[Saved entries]
+ + + + + + +
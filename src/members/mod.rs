pub mod models;
pub mod repository;
pub mod search;

pub use models::{Member, MemberTeamRow, NewMember, NewTeam, Team};
pub use repository::MemberRepository;
pub use search::{MemberPredicate, MemberSearchCondition};
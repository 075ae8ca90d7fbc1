//! Helpers shared by the built-in modules

use sensbar_types::{BaseModuleConfig, Block};
use std::fs;
use std::path::Path;

/// Prepend the label block and shape the last value block as the module's final block.
///
/// With no value blocks, only the label (if any) is returned; it keeps its
/// inner spacing.
pub fn assemble(base: &BaseModuleConfig, mut values: Vec<Block>) -> Vec<Block> {
    if let Some(last) = values.last_mut() {
        base.finish_block(last);
    }

    let mut blocks = Vec::with_capacity(values.len() + 1);
    blocks.extend(base.label_block());
    blocks.extend(values);
    blocks
}

/// First line of a small sysfs-style file, trimmed
pub fn read_line(path: &Path) -> Option<String> {
    let content = fs::read_to_string(path).ok()?;
    content.lines().next().map(|line| line.trim().to_string())
}

/// Read a sysfs attribute as an integer
pub fn read_i64(path: &Path) -> Option<i64> {
    read_line(path)?.parse().ok()
}

const IEC_UNITS: [&str; 7] = ["B", "KiB", "MiB", "GiB", "TiB", "PiB", "EiB"];

/// Human-readable size with binary prefixes, e.g. `1.5 KiB` or `82 MiB`
pub fn format_ibytes(bytes: u64) -> String {
    if bytes < 1024 {
        return format!("{} B", bytes);
    }

    let mut value = bytes as f64;
    let mut unit = 0;
    while value >= 1024.0 && unit < IEC_UNITS.len() - 1 {
        value /= 1024.0;
        unit += 1;
    }

    if value < 10.0 {
        format!("{:.1} {}", value, IEC_UNITS[unit])
    } else {
        format!("{:.0} {}", value, IEC_UNITS[unit])
    }
}
//! Shell command module: shows a command's trimmed stdout

use crate::util::assemble;
use anyhow::{anyhow, Context, Result};
use sensbar_core::{BoxedModule, Module, ModuleMetadata};
use sensbar_types::module_configs::ShellCommandConfig;
use sensbar_types::{gradient_color, Block, ModuleConfig};
use std::process::Command;
use std::time::Duration;

pub struct ShellCommandModule {
    metadata: ModuleMetadata,
    config: ShellCommandConfig,
}

impl ShellCommandModule {
    pub fn new(config: ShellCommandConfig) -> Self {
        Self {
            metadata: ModuleMetadata::new("ShellCommand", "Shell Command", "Output of a shell command"),
            config,
        }
    }

    pub fn create(config: &ModuleConfig) -> Result<BoxedModule> {
        Ok(Box::new(Self::new(ShellCommandConfig::from_config(config))))
    }

    fn run(&self) -> Result<String> {
        let output = Command::new(&self.config.shell)
            .arg("-c")
            .arg(&self.config.cmd)
            .output()
            .with_context(|| format!("failed to run {}", self.config.shell))?;

        if !output.status.success() {
            let stderr = String::from_utf8_lossy(&output.stderr);
            let stderr = stderr.trim();
            if stderr.is_empty() {
                return Err(anyhow!("{}", output.status));
            }
            return Err(anyhow!("{}: {}", output.status, stderr));
        }

        Ok(String::from_utf8_lossy(&output.stdout).trim().to_string())
    }
}

impl Module for ShellCommandModule {
    fn metadata(&self) -> &ModuleMetadata {
        &self.metadata
    }

    fn refresh_interval(&self) -> Duration {
        self.config.base.refresh
    }

    fn make_blocks(&mut self) -> Vec<Block> {
        let base = &self.config.base;
        if self.config.cmd.is_empty() {
            return assemble(base, Vec::new());
        }

        let block = match self.run() {
            Ok(text) => base.inner_block().with_text(text),
            Err(e) => {
                log::warn!("Command '{}' failed: {:#}", self.config.cmd, e);
                base.inner_block()
                    .with_text(format!("{:#}", e))
                    .with_color(gradient_color(1.0))
            }
        };
        assemble(base, vec![block])
    }
}
//! Status line configuration

use sensbar_core::DEFAULT_MIN_REFRESH;
use sensbar_types::{ModuleDeclaration, ProtocolHeader};
use serde::Deserialize;
use std::path::{Path, PathBuf};
use std::time::Duration;
use thiserror::Error;

const CONFIG_FILE_NAME: &str = "config.yaml";

/// Errors that stop sensbar from starting
#[derive(Error, Debug)]
pub enum ConfigError {
    #[error("failed to read {}: {source}", .path.display())]
    Read {
        path: PathBuf,
        #[source]
        source: std::io::Error,
    },

    #[error("failed to parse {}: {source}", .path.display())]
    Parse {
        path: PathBuf,
        #[source]
        source: serde_yaml::Error,
    },
}

/// Top-level configuration file
#[derive(Debug, Clone, Deserialize)]
pub struct StatusConfig {
    /// Signal the bar sends to pause output (0 = bar default)
    #[serde(default)]
    pub stop_signal: i32,
    /// Signal the bar sends to resume output (0 = bar default)
    #[serde(default)]
    pub cont_signal: i32,
    #[serde(default)]
    pub click_events: bool,
    /// Shortest interval between two emitted frames
    #[serde(default = "default_min_refresh_ms")]
    pub min_refresh_ms: u64,
    /// Modules in display order
    #[serde(default)]
    pub modules: Vec<ModuleDeclaration>,
}

fn default_min_refresh_ms() -> u64 {
    DEFAULT_MIN_REFRESH.as_millis() as u64
}

impl Default for StatusConfig {
    fn default() -> Self {
        Self {
            stop_signal: 0,
            cont_signal: 0,
            click_events: false,
            min_refresh_ms: default_min_refresh_ms(),
            modules: Vec::new(),
        }
    }
}

impl StatusConfig {
    /// Parse configuration from YAML text; an empty document is the default config
    pub fn from_yaml(content: &str) -> Result<Self, serde_yaml::Error> {
        if content.trim().is_empty() {
            return Ok(Self::default());
        }
        serde_yaml::from_str(content)
    }

    /// Load configuration from a specific file path
    pub fn load_from_path(path: &Path) -> Result<Self, ConfigError> {
        let content = std::fs::read_to_string(path).map_err(|source| ConfigError::Read {
            path: path.to_path_buf(),
            source,
        })?;
        Self::from_yaml(&content).map_err(|source| ConfigError::Parse {
            path: path.to_path_buf(),
            source,
        })
    }

    /// The per-user config file if it exists, else `config.yaml` in the working directory
    pub fn default_path() -> PathBuf {
        directories::ProjectDirs::from("", "", "sensbar")
            .map(|dirs| dirs.config_dir().join(CONFIG_FILE_NAME))
            .filter(|path| path.exists())
            .unwrap_or_else(|| PathBuf::from(CONFIG_FILE_NAME))
    }

    pub fn header(&self) -> ProtocolHeader {
        ProtocolHeader::new(self.stop_signal, self.cont_signal, self.click_events)
    }

    pub fn min_refresh(&self) -> Duration {
        Duration::from_millis(self.min_refresh_ms)
    }
}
+ + + + + + +
▶ [EXERCISE]:
Reproduce each line above without any alteration.

▶ [TASK RESULT]:
filename src/members/mod.rs
pub mod models;
pub mod repository;
pub mod search;

pub use models::{Member, MemberTeamRow, NewMember, NewTeam, Team};
pub use repository::MemberRepository;
pub use search::{MemberPredicate, MemberSearchCondition};
repository 075ae8ca90d7fbc1
//! Helpers shared by the built-in modules

use sensbar_types::{BaseModuleConfig, Block};
use std::fs;
use std::path::Path;

/// Prepend the label block and shape the last value block as the module's final block.
///
/// With no value blocks, only the label (if any) is returned; it keeps its
/// inner spacing.
pub fn assemble(base: &BaseModuleConfig, mut values: Vec<Block>) -> Vec<Block> {
    if let Some(last) = values.last_mut() {
        base.finish_block(last);
    }

    let mut blocks = Vec::with_capacity(values.len() + 1);
    blocks.extend(base.label_block());
    blocks.extend(values);
    blocks
}

/// First line of a small sysfs-style file, trimmed
pub fn read_line(path: &Path) -> Option<String> {
    let content = fs::read_to_string(path).ok()?;
    content.lines().next().map(|line| line.trim().to_string())
}

/// Read a sysfs attribute as an integer
pub fn read_i64(path: &Path) -> Option<i64> {
    read_line(path)?.parse().ok()
}

const IEC_UNITS: [&str; 7] = ["B", "KiB", "MiB", "GiB", "TiB", "PiB", "EiB"];

/// Human-readable size with binary prefixes, e.g. `1.5 KiB` or `82 MiB`
pub fn format_ibytes(bytes: u64) -> String {
    if bytes < 1024 {
        return format!("{} B", bytes);
    }

    let mut value = bytes as f64;
    let mut unit = 0;
    while value >= 1024.0 && unit < IEC_UNITS.len() - 1 {
        value /= 1024.0;
        unit += 1;
    }

    if value < 10.0 {
        format!("{:.1} {}", value, IEC_UNITS[unit])
    } else {
        format!("{:.0} {}", value, IEC_UNITS[unit])
    }
}
//! Shell command module: shows a command's trimmed stdout

use crate::util::assemble;
use anyhow::{anyhow, Context, Result};
use sensbar_core::{BoxedModule, Module, ModuleMetadata};
use sensbar_types::module_configs::ShellCommandConfig;
use sensbar_types::{gradient_color, Block, ModuleConfig};
use std::process::Command;
use std::time::Duration;

pub struct ShellCommandModule {
    metadata: ModuleMetadata,
    config: ShellCommandConfig,
}

impl ShellCommandModule {
    pub fn new(config: ShellCommandConfig) -> Self {
        Self {
            metadata: ModuleMetadata::new("ShellCommand", "Shell Command", "Output of a shell command"),
            config,
        }
    }

    pub fn create(config: &ModuleConfig) -> Result<BoxedModule> {
        Ok(Box::new(Self::new(ShellCommandConfig::from_config(config))))
    }

    fn run(&self) -> Result<String> {
        let output = Command::new(&self.config.shell)
            .arg("-c")
            .arg(&self.config.cmd)
            .output()
            .with_context(|| format!("failed to run {}", self.config.shell))?;

        if !output.status.success() {
            let stderr = String::from_utf8_lossy(&output.stderr);
            let stderr = stderr.trim();
            if stderr.is_empty() {
                return Err(anyhow!("{}", output.status));
            }
            return Err(anyhow!("{}: {}", output.status, stderr));
        }

        Ok(String::from_utf8_lossy(&output.stdout).trim().to_string())
    }
}

impl Module for ShellCommandModule {
    fn metadata(&self) -> &ModuleMetadata {
        &self.metadata
    }

    fn refresh_interval(&self) -> Duration {
        self.config.base.refresh
    }

    fn make_blocks(&mut self) -> Vec<Block> {
        let base = &self.config.base;
        if self.config.cmd.is_empty() {
            return assemble(base, Vec::new());
        }

        let block = match self.run() {
            Ok(text) => base.inner_block().with_text(text),
            Err(e) => {
                log::warn!("Command '{}' failed: {:#}", self.config.cmd, e);
                base.inner_block()
                    .with_text(format!("{:#}", e))
                    .with_color(gradient_color(1.0))
            }
        };
        assemble(base, vec![block])
    }
}
//! Status line configuration

use sensbar_core::DEFAULT_MIN_REFRESH;
use sensbar_types::{ModuleDeclaration, ProtocolHeader};
use serde::Deserialize;
use std::path::{Path, PathBuf};
use std::time::Duration;
use thiserror::Error;

const CONFIG_FILE_NAME: &str = "config.yaml";

/// Errors that stop sensbar from starting
#[derive(Error, Debug)]
pub enum ConfigError {
    #[error("failed to read {}: {source}", .path.display())]
    Read {
        path: PathBuf,
        #[source]
        source: std::io::Error,
    },

    #[error("failed to parse {}: {source}", .path.display())]
    Parse {
        path: PathBuf,
        #[source]
        source: serde_yaml::Error,
    },
}

/// Top-level configuration file
#[derive(Debug, Clone, Deserialize)]
pub struct StatusConfig {
    /// Signal the bar sends to pause output (0 = bar default)
    #[serde(default)]
    pub stop_signal: i32,
    /// Signal the bar sends to resume output (0 = bar default)
    #[serde(default)]
    pub cont_signal: i32,
    #[serde(default)]
    pub click_events: bool,
    /// Shortest interval between two emitted frames
    #[serde(default = "default_min_refresh_ms")]
    pub min_refresh_ms: u64,
    /// Modules in display order
    #[serde(default)]
    pub modules: Vec<ModuleDeclaration>,
}

fn default_min_refresh_ms() -> u64 {
    DEFAULT_MIN_REFRESH.as_millis() as u64
}

impl Default for StatusConfig {
    fn default() -> Self {
        Self {
            stop_signal: 0,
            cont_signal: 0,
            click_events: false,
            min_refresh_ms: default_min_refresh_ms(),
            modules: Vec::new(),
        }
    }
}

impl StatusConfig {
    /// Parse configuration from YAML text; an empty document is the default config
    pub fn from_yaml(content: &str) -> Result<Self, serde_yaml::Error> {
        if content.trim().is_empty() {
            return Ok(Self::default());
        }
        serde_yaml::from_str(content)
    }

    /// Load configuration from a specific file path
    pub fn load_from_path(path: &Path) -> Result<Self, ConfigError> {
        let content = std::fs::read_to_string(path).map_err(|source| ConfigError::Read {
            path: path.to_path_buf(),
            source,
        })?;
        Self::from_yaml(&content).map_err(|source| ConfigError::Parse {
            path: path.to_path_buf(),
            source,
        })
    }

    /// The per-user config file if it exists, else `config.yaml` in the working directory
    pub fn default_path() -> PathBuf {
        directories::ProjectDirs::from("", "", "sensbar")
            .map(|dirs| dirs.config_dir().join(CONFIG_FILE_NAME))
            .filter(|path| path.exists())
            .unwrap_or_else(|| PathBuf::from(CONFIG_FILE_NAME))
    }

    pub fn header(&self) -> ProtocolHeader {
        ProtocolHeader::new(self.stop_signal, self.cont_signal, self.click_events)
    }

    pub fn min_refresh(&self) -> Duration {
        Duration::from_millis(self.min_refresh_ms)
    }
}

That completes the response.